For the latest in our series of Firestarters events for the Performance Marketing community we brought together three fantastic speakers to focus on different aspects of a critical theme – growth. Google have partnered with Econsultancy recently on a piece of research around how performance marketing agencies are catalysing their own and their client's growth so it was an opportune time but we wanted to take a broad look at how performance marketing practice can support revenue and profit growth. On the night we had three very different perspectives which, as can often happen at Firestarters, gave a diverse set of angles on the topic but also contained some common themes.
Phil Barden, Author of Decoded: The Science Behind Why We Buy, took a consumer focused view on supporting growth through a better understanding of the decision science around purchase behaviour.

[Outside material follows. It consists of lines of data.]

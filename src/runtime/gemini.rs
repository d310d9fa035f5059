//! Gemini `generateContent` implementation of the agent runtime.
//!
//! Speaks the hosted Generative Language API over HTTPS. The configured
//! tools (web search) run inside the hosted service during the call, so a
//! whole turn collapses into one request/response pair here; the response is
//! surfaced as a single final event to satisfy the [`AgentRuntime`] stream
//! contract.

use std::sync::Arc;

use async_trait::async_trait;
use futures::StreamExt;
use serde::{Deserialize, Serialize};
use serde_json::{json, Value};
use tracing::debug;

use crate::agent::AgentConfig;

use super::{AgentRuntime, Content, EventStream, Part, RuntimeEvent, Session};

const DEFAULT_BASE_URL: &str = "https://generativelanguage.googleapis.com/v1beta";

/// Client for the hosted Gemini runtime.
pub struct GeminiRuntime {
    agent: Arc<AgentConfig>,
    api_key: Option<String>,
    base_url: String,
    client: reqwest::Client,
}

impl GeminiRuntime {
    pub fn new(agent: Arc<AgentConfig>, api_key: Option<String>) -> Self {
        Self {
            agent,
            api_key,
            base_url: DEFAULT_BASE_URL.to_string(),
            client: reqwest::Client::new(),
        }
    }

    /// Override the API base URL (local test servers).
    pub fn with_base_url(mut self, base_url: impl Into<String>) -> Self {
        self.base_url = base_url.into();
        self
    }

    fn request_body(&self, message: &Content) -> GenerateContentRequest {
        let parts: Vec<Value> = message
            .parts
            .iter()
            .filter_map(|p| p.text.clone())
            .map(|text| json!({ "text": text }))
            .collect();

        GenerateContentRequest {
            system_instruction: Some(json!({
                "parts": [{ "text": self.agent.instruction }]
            })),
            contents: vec![json!({
                "role": message.role,
                "parts": parts,
            })],
            tools: self
                .agent
                .tools
                .iter()
                .map(|name| json!({ (name.as_str()): {} }))
                .collect(),
        }
    }
}

#[async_trait]
impl AgentRuntime for GeminiRuntime {
    async fn run_turn(&self, session: &Session, message: Content) -> anyhow::Result<EventStream> {
        let api_key = self
            .api_key
            .as_deref()
            .ok_or_else(|| anyhow::anyhow!("GEMINI_API_KEY is not set"))?;

        let url = format!(
            "{}/models/{}:generateContent",
            self.base_url, self.agent.model
        );

        debug!(
            session_id = %session.id,
            model = %self.agent.model,
            "Submitting turn to hosted runtime"
        );

        let response = self
            .client
            .post(&url)
            .header("x-goog-api-key", api_key)
            .json(&self.request_body(&message))
            .send()
            .await?;

        let status = response.status();
        if !status.is_success() {
            let body = response.text().await.unwrap_or_default();
            anyhow::bail!("Runtime returned HTTP {}: {}", status, body);
        }

        let reply: GenerateContentResponse = response.json().await?;

        let parts = reply
            .candidates
            .into_iter()
            .next()
            .and_then(|c| c.content)
            .map(|c| c.parts)
            .unwrap_or_default()
            .into_iter()
            .filter_map(|p| p.text)
            .map(Part::text)
            .collect();

        let event = RuntimeEvent {
            author: self.agent.name.clone(),
            final_response: true,
            content: Some(Content {
                role: "model".to_string(),
                parts,
            }),
        };

        Ok(futures::stream::iter([Ok(event)]).boxed())
    }
}

// ── Wire types ────────────────────────────────────────────────────

#[derive(Debug, Serialize)]
struct GenerateContentRequest {
    #[serde(skip_serializing_if = "Option::is_none")]
    system_instruction: Option<Value>,
    contents: Vec<Value>,
    #[serde(skip_serializing_if = "Vec::is_empty")]
    tools: Vec<Value>,
}

#[derive(Debug, Deserialize)]
struct GenerateContentResponse {
    #[serde(default)]
    candidates: Vec<Candidate>,
}

#[derive(Debug, Deserialize)]
struct Candidate {
    #[serde(default)]
    content: Option<CandidateContent>,
}

#[derive(Debug, Deserialize)]
struct CandidateContent {
    #[serde(default)]
    parts: Vec<CandidatePart>,
}

#[derive(Debug, Deserialize)]
struct CandidatePart {
    #[serde(default)]
    text: Option<String>,
}
//! Agent module - the agent definition and the per-request turn executor.
//!
//! Each call runs exactly one turn:
//! 1. Create a fresh ephemeral session with the runtime
//! 2. Submit the prompt as a single user message
//! 3. Drain the runtime's event stream in arrival order
//! 4. Keep the text of the last final-response event authored by the agent

mod definition;
mod executor;

pub use definition::AgentConfig;
pub use executor::TurnExecutor;
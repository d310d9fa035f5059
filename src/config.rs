//! Configuration management for the AI News Agent.
//!
//! Configuration can be set via environment variables:
//! - `GEMINI_API_KEY` - Optional at startup. Credential for the hosted agent
//!   runtime. Its absence is logged as a warning; agent calls fail until set.
//! - `AGENT_MODEL` - Optional. The model to use. Defaults to `gemini-2.5-flash`.
//! - `HOST` - Optional. Server host. Defaults to `127.0.0.1`.
//! - `PORT` - Optional. Server port. Defaults to `8000`.
//! - `TURN_TIMEOUT_SECS` - Optional. Timeout for one agent turn. Defaults to `120`.

use std::time::Duration;
use thiserror::Error;

#[derive(Debug, Error)]
pub enum ConfigError {
    #[error("Invalid value for {0}: {1}")]
    InvalidValue(String, String),
}

/// Agent backend configuration.
#[derive(Debug, Clone)]
pub struct Config {
    /// Credential for the hosted agent runtime. Checked lazily at first
    /// invocation, not at startup.
    pub api_key: Option<String>,

    /// Model identifier passed to the runtime
    pub model: String,

    /// Server host
    pub host: String,

    /// Server port
    pub port: u16,

    /// Upper bound on one agent turn, including runtime tool calls
    pub turn_timeout: Duration,
}

impl Config {
    /// Load configuration from environment variables.
    ///
    /// # Errors
    ///
    /// Returns `ConfigError::InvalidValue` when `PORT` or `TURN_TIMEOUT_SECS`
    /// fail to parse. A missing `GEMINI_API_KEY` is not an error here; it
    /// surfaces on the first agent call instead.
    pub fn from_env() -> Result<Self, ConfigError> {
        let api_key = std::env::var("GEMINI_API_KEY").ok().filter(|k| !k.is_empty());

        let model = std::env::var("AGENT_MODEL")
            .unwrap_or_else(|_| "gemini-2.5-flash".to_string());

        let host = std::env::var("HOST")
            .unwrap_or_else(|_| "127.0.0.1".to_string());

        let port = std::env::var("PORT")
            .unwrap_or_else(|_| "8000".to_string())
            .parse()
            .map_err(|e| ConfigError::InvalidValue("PORT".to_string(), format!("{}", e)))?;

        let turn_timeout_secs: u64 = std::env::var("TURN_TIMEOUT_SECS")
            .unwrap_or_else(|_| "120".to_string())
            .parse()
            .map_err(|e| {
                ConfigError::InvalidValue("TURN_TIMEOUT_SECS".to_string(), format!("{}", e))
            })?;

        Ok(Self {
            api_key,
            model,
            host,
            port,
            turn_timeout: Duration::from_secs(turn_timeout_secs),
        })
    }

    /// Create a config with custom values (useful for testing).
    pub fn new(api_key: Option<String>, model: String) -> Self {
        Self {
            api_key,
            model,
            host: "127.0.0.1".to_string(),
            port: 8000,
            turn_timeout: Duration::from_secs(120),
        }
    }
}
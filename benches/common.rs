#![allow(dead_code)]

use bytemuck::{Pod, Zeroable};
use category_db::prelude::*;

pub const ENTITIES_SMALL: usize = 10_000;
pub const ENTITIES_MED: usize = 100_000;

#[repr(C)]
#[derive(Clone, Copy, Default, Pod, Zeroable)]
pub struct Position {
    pub x: f32,
    pub y: f32,
}

#[repr(C)]
#[derive(Clone, Copy, Default, Pod, Zeroable)]
pub struct Velocity {
    pub dx: f32,
    pub dy: f32,
}

#[repr(transparent)]
#[derive(Clone, Copy, Pod, Zeroable)]
pub struct Wealth(pub f32);

pub struct Ids {
    pub position: ComponentID,
    pub velocity: ComponentID,
    pub wealth: ComponentID,
    pub tagged: ComponentID,
}

pub fn register(world: &mut World) -> DbResult<Ids> {
    Ok(Ids {
        position: world.register_pod("Position", Position::default(), ComponentFlags::NONE)?,
        velocity: world.register_pod("Velocity", Velocity { dx: 1.0, dy: 0.5 }, ComponentFlags::NONE)?,
        wealth: world.register_pod("Wealth", Wealth(100.0), ComponentFlags::NONE)?,
        tagged: world.register_flag("Tagged", ComponentFlags::NONE)?,
    })
}

/// `count` entities spread over four categories that all carry Position.
pub fn setup_world(count: usize) -> DbResult<(World, Ids, Vec<Entity>)> {
    let mut world = World::new(WorldConfig::default().with_entity_reserve(count));
    let ids = register(&mut world)?;
    let shapes = [
        vec![ids.position],
        vec![ids.position, ids.velocity],
        vec![ids.position, ids.wealth],
        vec![ids.position, ids.velocity, ids.wealth],
    ];

    let mut entities = Vec::with_capacity(count);
    for i in 0..count {
        let info = EntityCreateInfo::components(&shapes[i % shapes.len()]).immediate(true);
        entities.push(world.create_entity(&info)?);
    }
    Ok((world, ids, entities))
}
//! # Column Storage
//!
//! This module implements the dense, column-parallel row container that backs
//! every category.
//!
//! ## Layout
//!
//! A [`Table`] owns one [`Column`] per non-flag component in its schema plus
//! a row → entity back-map. Row `r` of every column and `entities[r]`
//! together describe one entity instance:
//!
//! ```text
//!            row 0    row 1    row 2
//! Position | x,y    | x,y    | x,y    |   stride = 8
//! Health   | hp     | hp     | hp     |   stride = 4
//! entities | e7     | e2     | e9     |
//! ```
//!
//! ## Operations
//!
//! - **Allocate**: appends a row and writes each column's default value.
//! - **Free**: swap-remove. The last row is copied into the hole and the
//!   entity it belonged to is reported so the caller can fix its mapping.
//! - **Growth**: capacity doubles (minimum 8 rows) and every column
//!   reallocates together, so all columns always share one capacity.
//!
//! ## Invariants
//!
//! - `columns[i].capacity == table.capacity` for every column.
//! - `entities.len()` is the live row count and every column holds exactly
//!   that many initialized rows.
//! - `epoch` increases on every structural change (allocate, free, growth),
//!   which is how datasets detect that their raw pointers went stale.
//!
//! ## Safety
//!
//! Columns are raw allocations sized `capacity * stride` with the component's
//! alignment. All byte access is bounds-checked against the live row count
//! before any pointer arithmetic. Typed views over columns are built in the
//! query layer, which checks size and alignment with `bytemuck`.

use std::alloc::{self, Layout};
use std::ptr::{self, NonNull};

use crate::engine::borrow::BorrowState;
use crate::engine::entity::Entity;
use crate::engine::error::{RegistryError, TableError};
use crate::engine::registry::TypeRegistry;
use crate::engine::types::{build_signature, ComponentID, RowID, Signature, TableID};


const MIN_GROWTH_ROWS: usize = 8;

/// Raw description of one column: base pointer, stride, and live rows.
///
/// Produced for zero-copy iteration. The pointer is only meaningful while
/// the owning table's epoch is unchanged.
#[derive(Clone, Copy, Debug, PartialEq, Eq)]
pub struct RawColumn {
    /// Base address of row 0.
    pub ptr: NonNull<u8>,
    /// Bytes between consecutive rows (the component size).
    pub stride: usize,
    /// Live rows.
    pub len: usize,
}

// SAFETY: `RawColumn` is an address plus two counts. Every dereference goes
// through the world, which validates the table epoch and column borrow first.
unsafe impl Send for RawColumn {}
unsafe impl Sync for RawColumn {}

/// Reported by [`Table::free_row`] when a row was relocated to fill the hole.
#[derive(Clone, Copy, Debug, PartialEq, Eq)]
pub struct SwapRemoval {
    /// Entity whose row moved.
    pub entity: Entity,
    /// Its new row (the freed one).
    pub to_row: RowID,
}

/// Type-erased, aligned buffer of fixed-stride elements.
pub struct Column {
    component: ComponentID,
    stride: usize,
    align: usize,
    default: Box<[u8]>,
    data: NonNull<u8>,
    capacity: usize,
    borrow: BorrowState,
}

// SAFETY: the column exclusively owns its allocation. Shared access from
// several threads is coordinated by `borrow`.
unsafe impl Send for Column {}
unsafe impl Sync for Column {}

impl Column {
    fn new(component: ComponentID, stride: usize, align: usize, default: &[u8]) -> Self {
        debug_assert!(stride > 0, "flag components own no column");
        debug_assert_eq!(default.len(), stride);
        Self {
            component,
            stride,
            align,
            default: default.into(),
            data: dangling(align),
            capacity: 0,
            borrow: BorrowState::new(),
        }
    }

    /// Component stored in this column.
    #[inline]
    pub fn component(&self) -> ComponentID { self.component }

    /// Element size in bytes.
    #[inline]
    pub fn stride(&self) -> usize { self.stride }

    /// Element alignment in bytes.
    #[inline]
    pub fn align(&self) -> usize { self.align }

    /// Borrow flag guarding typed access.
    #[inline]
    pub(crate) fn borrow_state(&self) -> &BorrowState { &self.borrow }

    #[inline]
    pub(crate) fn base_ptr(&self) -> NonNull<u8> { self.data }

    /// Reallocates to `new_capacity` rows, preserving existing rows.
    fn grow(&mut self, new_capacity: usize) {
        debug_assert!(new_capacity > self.capacity);
        let new_layout = layout_for(self.stride, self.align, new_capacity);
        // SAFETY: the new layout has non-zero size. When an allocation exists
        // it was made with `old_layout`, and realloc preserves its prefix.
        let raw = unsafe {
            if self.capacity == 0 {
                alloc::alloc(new_layout)
            } else {
                let old_layout = layout_for(self.stride, self.align, self.capacity);
                alloc::realloc(self.data.as_ptr(), old_layout, new_layout.size())
            }
        };
        self.data = NonNull::new(raw).unwrap_or_else(|| alloc::handle_alloc_error(new_layout));
        self.capacity = new_capacity;
    }

    #[inline]
    fn row_ptr(&self, row: usize) -> *mut u8 {
        debug_assert!(row < self.capacity);
        // SAFETY: `row < capacity`, so the offset stays inside the allocation.
        unsafe { self.data.as_ptr().add(row * self.stride) }
    }

    #[inline]
    fn write_default(&mut self, row: usize) {
        // SAFETY: `row < capacity`; `default` has exactly `stride` bytes and
        // lives in a separate allocation.
        unsafe { ptr::copy_nonoverlapping(self.default.as_ptr(), self.row_ptr(row), self.stride) }
    }

    #[inline]
    fn copy_row(&mut self, from: usize, to: usize) {
        if from != to {
            // SAFETY: both rows are in bounds and distinct rows never overlap.
            unsafe { ptr::copy_nonoverlapping(self.row_ptr(from), self.row_ptr(to), self.stride) }
        }
    }

    #[inline]
    fn bytes(&self, row: usize) -> &[u8] {
        // SAFETY: caller checked `row < len <= capacity`; rows below `len`
        // are initialized.
        unsafe { std::slice::from_raw_parts(self.row_ptr(row), self.stride) }
    }

    #[inline]
    fn bytes_mut(&mut self, row: usize) -> &mut [u8] {
        // SAFETY: as `bytes`, and `&mut self` guarantees exclusivity.
        unsafe { std::slice::from_raw_parts_mut(self.row_ptr(row), self.stride) }
    }
}

impl Drop for Column {
    fn drop(&mut self) {
        if self.capacity > 0 {
            // SAFETY: the allocation was made with exactly this layout.
            unsafe { alloc::dealloc(self.data.as_ptr(), layout_for(self.stride, self.align, self.capacity)) }
        }
    }
}

fn layout_for(stride: usize, align: usize, rows: usize) -> Layout {
    stride
        .checked_mul(rows)
        .and_then(|bytes| Layout::from_size_align(bytes, align).ok())
        .unwrap_or_else(|| panic!("column layout overflow: {rows} rows of {stride} bytes"))
}

fn dangling(align: usize) -> NonNull<u8> {
    // An aligned, non-null address that is never dereferenced.
    NonNull::new(ptr::null_mut::<u8>().wrapping_add(align)).unwrap_or(NonNull::dangling())
}

/// Dense row container for one category.
pub struct Table {
    id: TableID,
    schema: Vec<ComponentID>,
    signature: Signature,
    column_ids: Vec<ComponentID>,
    columns: Vec<Column>,
    entities: Vec<Entity>,
    capacity: usize,
    epoch: u64,
}

impl Table {
    /// Builds an empty table for `schema`.
    ///
    /// ## Behavior
    /// - The schema is sorted and deduplicated.
    /// - One column is created per non-flag component, in ascending id order.
    /// - `initial_capacity` rows are reserved up front.
    ///
    /// ## Errors
    /// `UnknownComponent` if any id is not registered.

    pub fn new(
        id: TableID,
        schema: &[ComponentID],
        registry: &TypeRegistry,
        initial_capacity: usize,
    ) -> Result<Self, RegistryError> {
        let mut schema = schema.to_vec();
        schema.sort_unstable();
        schema.dedup();

        let mut column_ids = Vec::new();
        let mut columns = Vec::new();
        for &component in &schema {
            let descriptor = registry.require(component)?;
            if descriptor.is_flag() {
                continue;
            }
            column_ids.push(component);
            columns.push(Column::new(component, descriptor.size, descriptor.align, &descriptor.default));
        }

        let mut table = Self {
            id,
            signature: build_signature(&schema),
            schema,
            column_ids,
            columns,
            entities: Vec::new(),
            capacity: 0,
            epoch: 0,
        };
        if initial_capacity > 0 {
            table.grow_to(initial_capacity);
        }
        Ok(table)
    }

    /// Table id.
    #[inline]
    pub fn id(&self) -> TableID { self.id }

    /// Sorted component ids, flags included.
    #[inline]
    pub fn schema(&self) -> &[ComponentID] { &self.schema }

    /// Schema as a bitset.
    #[inline]
    pub fn signature(&self) -> &Signature { &self.signature }

    /// Live row count.
    #[inline]
    pub fn len(&self) -> usize { self.entities.len() }

    /// Returns `true` if the table has no rows.
    #[inline]
    pub fn is_empty(&self) -> bool { self.entities.is_empty() }

    /// Reserved rows.
    #[inline]
    pub fn capacity(&self) -> usize { self.capacity }

    /// Structural version of the table.
    #[inline]
    pub fn epoch(&self) -> u64 { self.epoch }

    /// Row → entity back-map.
    #[inline]
    pub fn entities(&self) -> &[Entity] { &self.entities }

    /// Entity at `row`.
    #[inline]
    pub fn entity_at(&self, row: RowID) -> Option<Entity> {
        self.entities.get(row as usize).copied()
    }

    /// Columns in ascending component order.
    #[inline]
    pub fn columns(&self) -> &[Column] { &self.columns }

    /// Returns `true` if `component` is in the schema (flags included).
    #[inline]
    pub fn has_component(&self, component: ComponentID) -> bool {
        self.signature.contains(component)
    }

    /// Index of the column storing `component`, or `None` if it is absent
    /// or a flag.
    #[inline]
    pub fn column_index(&self, component: ComponentID) -> Option<usize> {
        self.column_ids.binary_search(&component).ok()
    }

    /// Column at `index`.
    #[inline]
    pub fn column(&self, index: usize) -> Option<&Column> {
        self.columns.get(index)
    }

    /// Base pointer, stride, and live rows of column `index`.
    pub fn raw_buffer(&self, index: usize) -> Option<RawColumn> {
        self.columns.get(index).map(|column| RawColumn {
            ptr: column.base_ptr(),
            stride: column.stride(),
            len: self.len(),
        })
    }

    /// Appends a row for `entity` filled with default values.
    ///
    /// ## Errors
    /// `CapacityOverflow` if the row count would exceed `RowID` range.

    pub fn allocate_row(&mut self, entity: Entity) -> Result<RowID, TableError> {
        let row = self.len();
        if row >= RowID::MAX as usize {
            return Err(TableError::CapacityOverflow { table: self.id, rows: row + 1 });
        }
        if row == self.capacity {
            let target = (self.capacity * 2).max(MIN_GROWTH_ROWS).min(RowID::MAX as usize);
            self.grow_to(target);
        }
        for column in &mut self.columns {
            column.write_default(row);
        }
        self.entities.push(entity);
        self.epoch += 1;
        Ok(row as RowID)
    }

    /// Removes `row` by moving the last row into it.
    ///
    /// ## Returns
    /// `Some(SwapRemoval)` naming the entity that moved into `row`, or `None`
    /// when `row` was the last row.
    ///
    /// ## Errors
    /// `RowOutOfBounds` if `row >= len`.

    pub fn free_row(&mut self, row: RowID) -> Result<Option<SwapRemoval>, TableError> {
        let len = self.len();
        let index = row as usize;
        if index >= len {
            return Err(TableError::RowOutOfBounds { table: self.id, row, len });
        }
        let last = len - 1;
        for column in &mut self.columns {
            column.copy_row(last, index);
        }
        self.entities.swap_remove(index);
        self.epoch += 1;
        if index == last {
            return Ok(None);
        }
        let moved = self.entities[index];
        log::trace!("table {}: entity {moved} relocated from row {last} to row {row}", self.id);
        Ok(Some(SwapRemoval { entity: moved, to_row: row }))
    }

    /// Bytes of `component` at `row`.
    pub(crate) fn value(&self, component: ComponentID, row: RowID) -> Result<&[u8], TableError> {
        let index = self.checked_cell(component, row)?;
        Ok(self.columns[index].bytes(row as usize))
    }

    /// Mutable bytes of `component` at `row`.
    pub(crate) fn value_mut(&mut self, component: ComponentID, row: RowID) -> Result<&mut [u8], TableError> {
        let index = self.checked_cell(component, row)?;
        Ok(self.columns[index].bytes_mut(row as usize))
    }

    /// Copies `bytes` into `component` at `row`. `bytes` must be one element.
    pub(crate) fn write_value(&mut self, component: ComponentID, row: RowID, bytes: &[u8]) -> Result<(), TableError> {
        let cell = self.value_mut(component, row)?;
        debug_assert_eq!(cell.len(), bytes.len());
        cell.copy_from_slice(bytes);
        Ok(())
    }

    /// Copies every column `source` shares with this table from
    /// `source_row` into `row`. Columns only this table has keep the
    /// defaults written by `allocate_row`.
    pub(crate) fn copy_shared_from(&mut self, row: RowID, source: &Table, source_row: RowID) {
        debug_assert!((row as usize) < self.len() && (source_row as usize) < source.len());
        for column in &mut self.columns {
            if let Some(source_index) = source.column_index(column.component) {
                let bytes = source.columns[source_index].bytes(source_row as usize);
                column.bytes_mut(row as usize).copy_from_slice(bytes);
            }
        }
    }

    fn checked_cell(&self, component: ComponentID, row: RowID) -> Result<usize, TableError> {
        let index = self
            .column_index(component)
            .ok_or(TableError::MissingColumn { table: self.id, component })?;
        if row as usize >= self.len() {
            return Err(TableError::RowOutOfBounds { table: self.id, row, len: self.len() });
        }
        Ok(index)
    }

    fn grow_to(&mut self, rows: usize) {
        if rows <= self.capacity {
            return;
        }
        let len = self.len();
        for column in &mut self.columns {
            column.grow(rows);
        }
        self.entities.reserve(rows - len);
        self.capacity = rows;
        self.epoch += 1;
        log::trace!("table {} grew to {} rows", self.id, rows);
    }
}

impl std::fmt::Debug for Table {
    fn fmt(&self, f: &mut std::fmt::Formatter<'_>) -> std::fmt::Result {
        f.debug_struct("Table")
            .field("id", &self.id)
            .field("schema", &self.schema)
            .field("len", &self.len())
            .field("capacity", &self.capacity)
            .field("epoch", &self.epoch)
            .finish()
    }
}
//! # Engine Module
//!
//! Database implementation, bottom-up:
//! - Identifiers and bitsets (`types`)
//! - Type registry (`registry`)
//! - Column storage and tables (`storage`, `database`)
//! - Categories (`category`)
//! - Entity directory, blueprints, and the world context (`entity`,
//!   `blueprint`, `world`)
//! - Deferred op buffers (`ops`)
//! - Filters and datasets (`filter`, `query`)
//!
//! Public API exposure is controlled by `lib.rs`.

pub mod types;
pub mod error;
pub mod config;
pub mod registry;
pub mod borrow;
pub mod storage;
pub mod database;
pub mod category;
pub mod entity;
pub mod blueprint;
pub mod ops;
pub mod filter;
pub mod query;
pub mod world;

Using some fascinating examples, he showed how people work with the signals they get in order to make (sometimes counter-intuitive) decisions, and how our models of economic behaviour are far from perfect. Even simple heuristics like our tendency to process numbers by size congruency (the size of pricing on a label can make a big difference to sales), or to make visual-based shortcuts (some discount prices look more like discounts and so are far more effective), or to favour packaging which shows a larger number of the product on it. Phil talked about how marketers (and performance marketers) can easily miss opportunities to make simple, small changes that can have a big effect by combining learnings from psychology and behavioural economics – like the loyalty card with two out of ten occasions pre-stamped which drove a 79% increase in sales, or how playing french music in the wine store drove a huge uplift in french wine sales. If effective advertising starts with getting noticed, simple principles around how we see things, look for contrast, and how eyes like to look at other faces.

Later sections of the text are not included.